Foi um trabalho cansativo, pois apesar da insistência do menino para que o
balde fosse virado de uma vez, o pai não o permitia. Tiveram que retornar
diversas vezes para recarregar o balde, até que todo o jardim estivesse
devidamente irrigado. Com os joelhos enlameados e o rosto em cascatas de suor,
o pai tocou o ombro do filho e disse:
- Meu pequeno! Ainda não te
posso falar sobre a chuva! Torna a me perguntar amanhã. Talvez amanhã você
possa compreender!
Dia após dia o menino
perguntava! Dia após dia o pai o levava para o árduo trabalho de regar o grande
jardim. O menino assistia a vida retornar ao lugar, e isto reduzia a pena do
trabalho. Tempos depois, o menino ainda estava na cama quando foi chamado pelo
pai:
- Segue-me!
Foram para fora! O menino
sabia que não iriam para o jardim, pois chovia. A mãe fitava o pai com olhar de
reprovação, pois o menino era ainda muito pequeno para sair naquela chuva.

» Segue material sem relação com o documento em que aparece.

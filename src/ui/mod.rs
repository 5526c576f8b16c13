//! Shared live terminal display: full-screen repaint under one lock.
mod display;


pub use display::{LiveDisplay, TerminalSession};
use std::path::PathBuf;
use thiserror::Error;

#[derive(Debug, Error)]
pub enum RequestFileError {
    #[error("Request file '{path}' contains an invalid request line: {line}")]
    InvalidRequestLine { path: PathBuf, line: String },
    #[error("Request file '{path}' contains an invalid URL '{value}': {source}")]
    InvalidUrl {
        path: PathBuf,
        value: String,
        #[source]
        source: url::ParseError,
    },
    #[error("Request file '{path}' contains an invalid method '{value}'.")]
    InvalidMethod { path: PathBuf, value: String },
    #[error("Request file '{path}' contains an invalid header line: {line}")]
    InvalidHeaderLine { path: PathBuf, line: String },
    #[error("Request file '{path}' does not contain a request line.")]
    MissingRequestLine { path: PathBuf },
}
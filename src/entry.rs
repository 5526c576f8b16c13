use clap::Parser;

use crate::args::{CliArgs, RunConfig};
use crate::error::{AppResult, ValidationError};
use crate::request::parse_request_file;

/// Parse the command line, validate it, load the request and authorization
/// files, and execute the run.
///
/// # Errors
///
/// Returns an error on configuration or request-file problems (before any
/// worker starts) and on fatal run errors. Cancellation is not an error.
pub fn run() -> AppResult<()> {
    let args = CliArgs::parse();
    crate::logger::init_logging(args.verbose);

    let config = RunConfig::from_args(args)?;

    let mut requests = Vec::with_capacity(config.request_files.len());
    for path in &config.request_files {
        requests.push(parse_request_file(path)?);
    }
    tracing::debug!(
        "Loaded {} request file(s); starting {} worker(s)",
        requests.len(),
        config.thread_count
    );

    let (authorization, authorization_display) = load_authorization(&config)?;

    crate::app::execute_run(&config, &requests, &authorization, &authorization_display)
}

/// Read the shared authorization string. Returns the raw `scheme token`
/// text plus the value shown in the title row (`None` when no file was
/// given).
fn load_authorization(config: &RunConfig) -> AppResult<(String, String)> {
    let Some(path) = &config.authorization_file else {
        return Ok((String::new(), "None".to_owned()));
    };

    let raw = std::fs::read_to_string(path)?;
    let authorization = raw.trim().to_owned();
    if authorization.is_empty() {
        return Err(ValidationError::AuthorizationFileEmpty { path: path.clone() }.into());
    }
    if !authorization.contains(' ') {
        return Err(ValidationError::InvalidAuthorizationFormat.into());
    }

    Ok((authorization, path.display().to_string()))
}
use std::collections::VecDeque;
use std::io::Write;
use std::sync::{Mutex, MutexGuard};

use crossterm::cursor::{Hide, MoveTo, Show};
use crossterm::style::{Color, Print, ResetColor, SetBackgroundColor};
use crossterm::terminal::{self, Clear, ClearType};
use crossterm::{execute, queue};

use crate::error::{AppError, AppResult};

/// Bounded log FIFO capacity; the oldest rows are silently dropped.
const LOG_CAPACITY: usize = 1000;
pub(crate) const SPINNER_FRAMES: [char; 4] = ['/', '-', '\\', '|'];

const TITLE_BG: Color = Color::DarkGreen;
const WORKER_BG: Color = Color::DarkGrey;
const LOG_BG: Color = Color::Black;
const BOTTOM_BG: Color = Color::DarkBlue;

/// Owns the terminal for the duration of a run: raw mode on, cursor hidden,
/// screen cleared. Drop restores the terminal on every exit path.
pub struct TerminalSession;

impl TerminalSession {
    /// Enter raw mode, hide the cursor, and clear the screen.
    ///
    /// # Errors
    ///
    /// Returns an error if the terminal refuses raw mode or the control
    /// sequences cannot be written.
    pub fn begin() -> AppResult<Self> {
        terminal::enable_raw_mode()?;
        execute!(std::io::stdout(), Hide, Clear(ClearType::All))?;
        Ok(Self)
    }
}

impl Drop for TerminalSession {
    fn drop(&mut self) {
        drop(execute!(std::io::stdout(), ResetColor, Show));
        drop(terminal::disable_raw_mode());
    }
}

/// The one mutable surface shared by all workers. Every mutating call
/// repaints the whole screen inside the internal lock, so concurrent
/// writers can never interleave partial frames.
pub struct LiveDisplay {
    inner: Mutex<DisplayState>,
}

struct DisplayState {
    writer: Box<dyn Write + Send>,
    fixed_size: Option<(u16, u16)>,
    title: String,
    bottom: String,
    worker_rows: Vec<String>,
    log_rows: VecDeque<String>,
    spinner_phase: usize,
}

impl LiveDisplay {
    /// Display writing to stdout, with one row slot per worker.
    #[must_use]
    pub fn new(thread_count: usize) -> Self {
        Self::with_backend(Box::new(std::io::stdout()), None, thread_count)
    }

    /// Display writing to an arbitrary backend with a fixed terminal size.
    /// Used by tests; production callers go through [`LiveDisplay::new`].
    #[must_use]
    pub fn with_backend(
        writer: Box<dyn Write + Send>,
        fixed_size: Option<(u16, u16)>,
        thread_count: usize,
    ) -> Self {
        Self {
            inner: Mutex::new(DisplayState {
                writer,
                fixed_size,
                title: String::new(),
                bottom: String::new(),
                worker_rows: vec![String::new(); thread_count],
                log_rows: VecDeque::new(),
                spinner_phase: 0,
            }),
        }
    }

    /// # Errors
    ///
    /// Returns an error if the repaint fails; terminal I/O failures are
    /// fatal for the run.
    pub fn set_title(&self, text: &str) -> AppResult<()> {
        let mut state = self.lock_state()?;
        state.title = text.to_owned();
        state.redraw()
    }

    /// # Errors
    ///
    /// Returns an error if the repaint fails.
    pub fn set_bottom(&self, text: &str) -> AppResult<()> {
        let mut state = self.lock_state()?;
        state.bottom = text.to_owned();
        state.redraw()
    }

    /// Replace one worker's status row. `index` must be a valid worker
    /// ordinal; an out-of-range index is a defect, not an operational
    /// condition.
    ///
    /// # Errors
    ///
    /// Returns an error if the repaint fails.
    pub fn set_worker_row(&self, index: usize, text: String) -> AppResult<()> {
        let mut state = self.lock_state()?;
        debug_assert!(
            index < state.worker_rows.len(),
            "worker row index out of range"
        );
        if let Some(row) = state.worker_rows.get_mut(index) {
            *row = text;
        }
        state.redraw()
    }

    /// Append a log row, trimming the oldest once the FIFO is full.
    ///
    /// # Errors
    ///
    /// Returns an error if the repaint fails.
    pub fn append_log(&self, text: String) -> AppResult<()> {
        let mut state = self.lock_state()?;
        state.log_rows.push_back(text);
        while state.log_rows.len() > LOG_CAPACITY {
            state.log_rows.pop_front();
        }
        state.redraw()
    }

    fn lock_state(&self) -> AppResult<MutexGuard<'_, DisplayState>> {
        self.inner
            .lock()
            .map_err(|_poisoned| AppError::from(std::io::Error::other("display lock poisoned")))
    }

    #[cfg(test)]
    pub(crate) fn worker_row(&self, index: usize) -> AppResult<Option<String>> {
        let state = self.lock_state()?;
        Ok(state.worker_rows.get(index).cloned())
    }

    #[cfg(test)]
    pub(crate) fn log_rows(&self) -> AppResult<Vec<String>> {
        let state = self.lock_state()?;
        Ok(state.log_rows.iter().cloned().collect())
    }
}

impl DisplayState {
    /// Repaint the whole screen, top to bottom: spinner+title, worker rows,
    /// the newest visible log rows, blank padding, pinned bottom row. Every
    /// row is clipped and padded to `width - 1` so no stale characters
    /// survive from a longer previous frame and no row wraps.
    fn redraw(&mut self) -> AppResult<()> {
        let (width, height) = self.size()?;
        let usable = usize::from(width.saturating_sub(1));
        let last_row = height.saturating_sub(1);

        self.spinner_phase = self
            .spinner_phase
            .saturating_add(1)
            .checked_rem(SPINNER_FRAMES.len())
            .unwrap_or(0);
        let spinner = SPINNER_FRAMES
            .get(self.spinner_phase)
            .copied()
            .unwrap_or('/');

        let mut row: u16 = 0;

        queue!(self.writer, SetBackgroundColor(TITLE_BG))?;
        paint_row(
            &mut self.writer,
            row,
            &format!("{}{}", spinner, self.title),
            usable,
        )?;
        row = row.saturating_add(1);

        queue!(self.writer, SetBackgroundColor(WORKER_BG))?;
        for text in &self.worker_rows {
            paint_row(&mut self.writer, row, text, usable)?;
            row = row.saturating_add(1);
        }

        queue!(self.writer, SetBackgroundColor(LOG_BG))?;
        let visible = usize::from(height)
            .saturating_sub(self.worker_rows.len())
            .saturating_sub(2);
        let skip = self.log_rows.len().saturating_sub(visible);
        for text in self.log_rows.iter().skip(skip) {
            if row >= last_row {
                break;
            }
            paint_row(&mut self.writer, row, text, usable)?;
            row = row.saturating_add(1);
        }

        while row < last_row {
            paint_row(&mut self.writer, row, "", usable)?;
            row = row.saturating_add(1);
        }

        queue!(self.writer, SetBackgroundColor(BOTTOM_BG))?;
        paint_row(&mut self.writer, last_row, &self.bottom, usable)?;

        queue!(self.writer, ResetColor)?;
        self.writer.flush()?;
        Ok(())
    }

    fn size(&self) -> AppResult<(u16, u16)> {
        match self.fixed_size {
            Some(size) => Ok(size),
            None => Ok(terminal::size()?),
        }
    }
}

fn paint_row<W: Write>(writer: &mut W, row: u16, text: &str, usable: usize) -> AppResult<()> {
    let clipped: String = text.chars().take(usable).collect();
    queue!(
        writer,
        MoveTo(0, row),
        Print(format!("{:<width$}", clipped, width = usable))
    )?;
    Ok(())
}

Temia que adoecesse. O pai seguiu. O menino o seguiu. A chuva era forte e o
vento atirava-a aos olhos, dificultando a visualização do caminho. O pai o
levava no colo. Tudo o que o menino podia perceber era que andaram por muito
tempo e subiram bastante. Finalmente alcançaram o destino, ainda sob forte
chuva. O pai o colocou suavemente no chão e o levou até um tipo de parapeito,
feito com pedras recobertas de musgo.
- Me diga, meu pequeno, o
que você vê?
A chuva era densa! Não era
possível ver nada além de poucos metros. O menino só via o muro, o pai e um mar
de cinza.
- Não posso ver nada!
- Então ainda não posso te
falar da chuva! Torna a me perguntar amanhã. Talvez amanhã você possa
compreender!
O pai pegou o menino
gentilmente e retornou pelo longo caminho até o palácio. Na manhã seguinte o
menino foi até a janela e conferiu que não mais chovia. Depois correu até o
pai, mas nada disse. Sentou-se tranquilamente para o café e só então perguntou:
- Pai, por que chove?
Novamente o pai pediu para
que o seguisse. A caminhada foi mais demorada e difícil que a do dia anterior,
pois desta vez o menino não ia ao colo. Foram para além da propriedade da
família. Atravessaram a vila dos camponeses e seguiram pela estrada que levava para
outros domínios. Abandonaram a estrada e seguiram por uma trilha que
serpenteava montanha acima. No alto da montanha chegaram até um patamar frente
a um penhasco. O patamar era guardado por um muro de pedras. O menino tocou o
musgo. O pai se ajoelhou ao lado do filho, apontou o horizonte e perguntou:
- E agora, meu pequeno, o
que você vê?
- Eu vejo ao longe, muito
pequeno, a nossa casa. Vejo o seu jardim e as casas das pessoas. Vejo a grande
estrada. Vejo campos verdes e florestas quase negras. É isso que eu vejo.
- O mundo é muito grande,
meu pequeno. Nele há muita vida, muita beleza. Tudo isto precisa de cuidados.
Aqui você vê como é diminuta a nossa casa. Aqui você vê como o mundo é grande.
E eu posso garantir que é ainda maior que tudo isto que você vê. Daqui,
sobretudo de agora, você pode compreender a chuva. Chove porque não podemos
regar tudo isto, mas tudo isto merece ser regado!”